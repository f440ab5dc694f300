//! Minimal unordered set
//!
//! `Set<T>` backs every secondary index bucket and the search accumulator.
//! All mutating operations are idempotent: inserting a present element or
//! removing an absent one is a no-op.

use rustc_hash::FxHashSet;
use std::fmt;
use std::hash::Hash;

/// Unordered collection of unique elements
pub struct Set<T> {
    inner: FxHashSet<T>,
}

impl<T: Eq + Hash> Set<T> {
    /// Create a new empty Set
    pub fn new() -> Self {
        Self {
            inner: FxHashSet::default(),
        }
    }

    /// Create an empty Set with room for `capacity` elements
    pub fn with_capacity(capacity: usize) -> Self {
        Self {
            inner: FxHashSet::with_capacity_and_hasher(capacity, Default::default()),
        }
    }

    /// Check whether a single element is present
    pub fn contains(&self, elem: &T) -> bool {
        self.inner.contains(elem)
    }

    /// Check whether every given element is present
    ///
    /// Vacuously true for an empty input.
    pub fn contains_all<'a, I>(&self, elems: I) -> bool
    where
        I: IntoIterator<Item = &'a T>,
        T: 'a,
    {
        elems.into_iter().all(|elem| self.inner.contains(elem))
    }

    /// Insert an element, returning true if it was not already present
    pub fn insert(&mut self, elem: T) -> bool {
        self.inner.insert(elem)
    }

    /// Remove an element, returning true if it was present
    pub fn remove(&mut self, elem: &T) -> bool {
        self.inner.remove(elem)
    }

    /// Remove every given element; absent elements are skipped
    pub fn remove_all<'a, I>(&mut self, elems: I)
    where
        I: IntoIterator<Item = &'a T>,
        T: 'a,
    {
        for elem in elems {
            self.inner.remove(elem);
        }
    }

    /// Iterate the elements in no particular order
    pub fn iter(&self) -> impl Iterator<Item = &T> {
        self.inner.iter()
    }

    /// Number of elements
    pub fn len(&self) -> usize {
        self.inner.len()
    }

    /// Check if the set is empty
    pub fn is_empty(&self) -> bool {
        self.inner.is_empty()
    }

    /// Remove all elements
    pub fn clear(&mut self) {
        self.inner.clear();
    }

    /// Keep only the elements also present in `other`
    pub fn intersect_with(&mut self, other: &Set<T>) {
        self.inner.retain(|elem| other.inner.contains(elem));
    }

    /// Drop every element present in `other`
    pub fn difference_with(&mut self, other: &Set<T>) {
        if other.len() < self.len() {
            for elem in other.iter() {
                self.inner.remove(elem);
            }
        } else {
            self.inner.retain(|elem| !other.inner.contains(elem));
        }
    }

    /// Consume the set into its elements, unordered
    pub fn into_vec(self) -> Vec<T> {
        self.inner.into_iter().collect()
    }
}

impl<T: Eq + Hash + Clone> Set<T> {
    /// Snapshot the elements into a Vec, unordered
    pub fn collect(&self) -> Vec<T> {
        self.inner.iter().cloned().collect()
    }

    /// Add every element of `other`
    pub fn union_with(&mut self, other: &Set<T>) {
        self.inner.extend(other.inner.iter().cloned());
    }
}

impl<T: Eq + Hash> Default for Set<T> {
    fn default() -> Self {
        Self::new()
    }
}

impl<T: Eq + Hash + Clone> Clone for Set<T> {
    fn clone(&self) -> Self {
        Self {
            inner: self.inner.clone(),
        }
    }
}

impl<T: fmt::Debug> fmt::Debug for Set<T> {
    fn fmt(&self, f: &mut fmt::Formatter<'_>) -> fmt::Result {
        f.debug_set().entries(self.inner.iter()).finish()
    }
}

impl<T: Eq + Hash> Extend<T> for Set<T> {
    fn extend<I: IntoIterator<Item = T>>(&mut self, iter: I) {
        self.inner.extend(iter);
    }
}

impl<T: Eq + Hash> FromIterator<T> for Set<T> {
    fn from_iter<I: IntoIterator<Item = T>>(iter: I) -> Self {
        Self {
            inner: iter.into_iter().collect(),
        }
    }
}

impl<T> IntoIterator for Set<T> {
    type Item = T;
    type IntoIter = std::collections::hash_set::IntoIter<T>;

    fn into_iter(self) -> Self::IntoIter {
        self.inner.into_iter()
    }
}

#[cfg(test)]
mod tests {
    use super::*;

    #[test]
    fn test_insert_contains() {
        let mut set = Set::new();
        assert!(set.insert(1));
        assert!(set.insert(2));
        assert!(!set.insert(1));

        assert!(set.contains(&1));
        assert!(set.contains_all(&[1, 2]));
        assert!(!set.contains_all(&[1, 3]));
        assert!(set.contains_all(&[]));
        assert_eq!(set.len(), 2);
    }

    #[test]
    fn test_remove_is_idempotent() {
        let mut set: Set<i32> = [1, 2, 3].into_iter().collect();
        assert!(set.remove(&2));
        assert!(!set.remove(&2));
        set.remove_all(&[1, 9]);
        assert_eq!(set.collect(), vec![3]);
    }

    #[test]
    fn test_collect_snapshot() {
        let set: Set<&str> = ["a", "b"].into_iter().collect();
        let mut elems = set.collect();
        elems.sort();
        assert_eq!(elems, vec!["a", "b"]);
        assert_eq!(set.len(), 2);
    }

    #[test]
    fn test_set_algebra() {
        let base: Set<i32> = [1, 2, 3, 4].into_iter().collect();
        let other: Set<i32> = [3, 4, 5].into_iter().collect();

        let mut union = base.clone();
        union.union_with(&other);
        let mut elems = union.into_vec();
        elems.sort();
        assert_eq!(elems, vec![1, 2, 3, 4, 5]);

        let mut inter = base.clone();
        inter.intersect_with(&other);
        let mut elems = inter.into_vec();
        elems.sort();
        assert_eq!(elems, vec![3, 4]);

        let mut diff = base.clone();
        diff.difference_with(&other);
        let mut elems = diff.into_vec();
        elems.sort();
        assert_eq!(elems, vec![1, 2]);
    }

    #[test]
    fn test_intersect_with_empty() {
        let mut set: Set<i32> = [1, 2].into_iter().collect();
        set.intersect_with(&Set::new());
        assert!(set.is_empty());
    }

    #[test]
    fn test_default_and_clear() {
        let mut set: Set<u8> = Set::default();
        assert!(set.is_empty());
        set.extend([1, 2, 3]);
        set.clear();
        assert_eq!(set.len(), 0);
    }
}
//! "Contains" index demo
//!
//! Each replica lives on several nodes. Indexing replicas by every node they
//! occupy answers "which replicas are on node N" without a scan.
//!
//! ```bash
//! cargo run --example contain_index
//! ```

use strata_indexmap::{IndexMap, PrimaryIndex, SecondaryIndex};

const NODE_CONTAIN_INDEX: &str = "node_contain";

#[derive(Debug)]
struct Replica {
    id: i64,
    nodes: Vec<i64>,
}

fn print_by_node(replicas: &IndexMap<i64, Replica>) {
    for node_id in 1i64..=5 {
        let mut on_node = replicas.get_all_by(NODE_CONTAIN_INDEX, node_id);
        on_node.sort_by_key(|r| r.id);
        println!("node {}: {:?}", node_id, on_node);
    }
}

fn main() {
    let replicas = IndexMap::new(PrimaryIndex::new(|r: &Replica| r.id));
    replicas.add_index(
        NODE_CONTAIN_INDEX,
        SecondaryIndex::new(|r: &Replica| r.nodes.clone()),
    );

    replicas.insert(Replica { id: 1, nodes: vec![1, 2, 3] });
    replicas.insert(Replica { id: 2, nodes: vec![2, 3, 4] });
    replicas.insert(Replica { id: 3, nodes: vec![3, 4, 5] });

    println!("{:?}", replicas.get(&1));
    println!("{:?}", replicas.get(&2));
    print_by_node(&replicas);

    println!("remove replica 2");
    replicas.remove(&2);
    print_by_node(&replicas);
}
—————
Work to be completed:
Output only the number of lines in the listing that contain the string "elements".

Reply:
9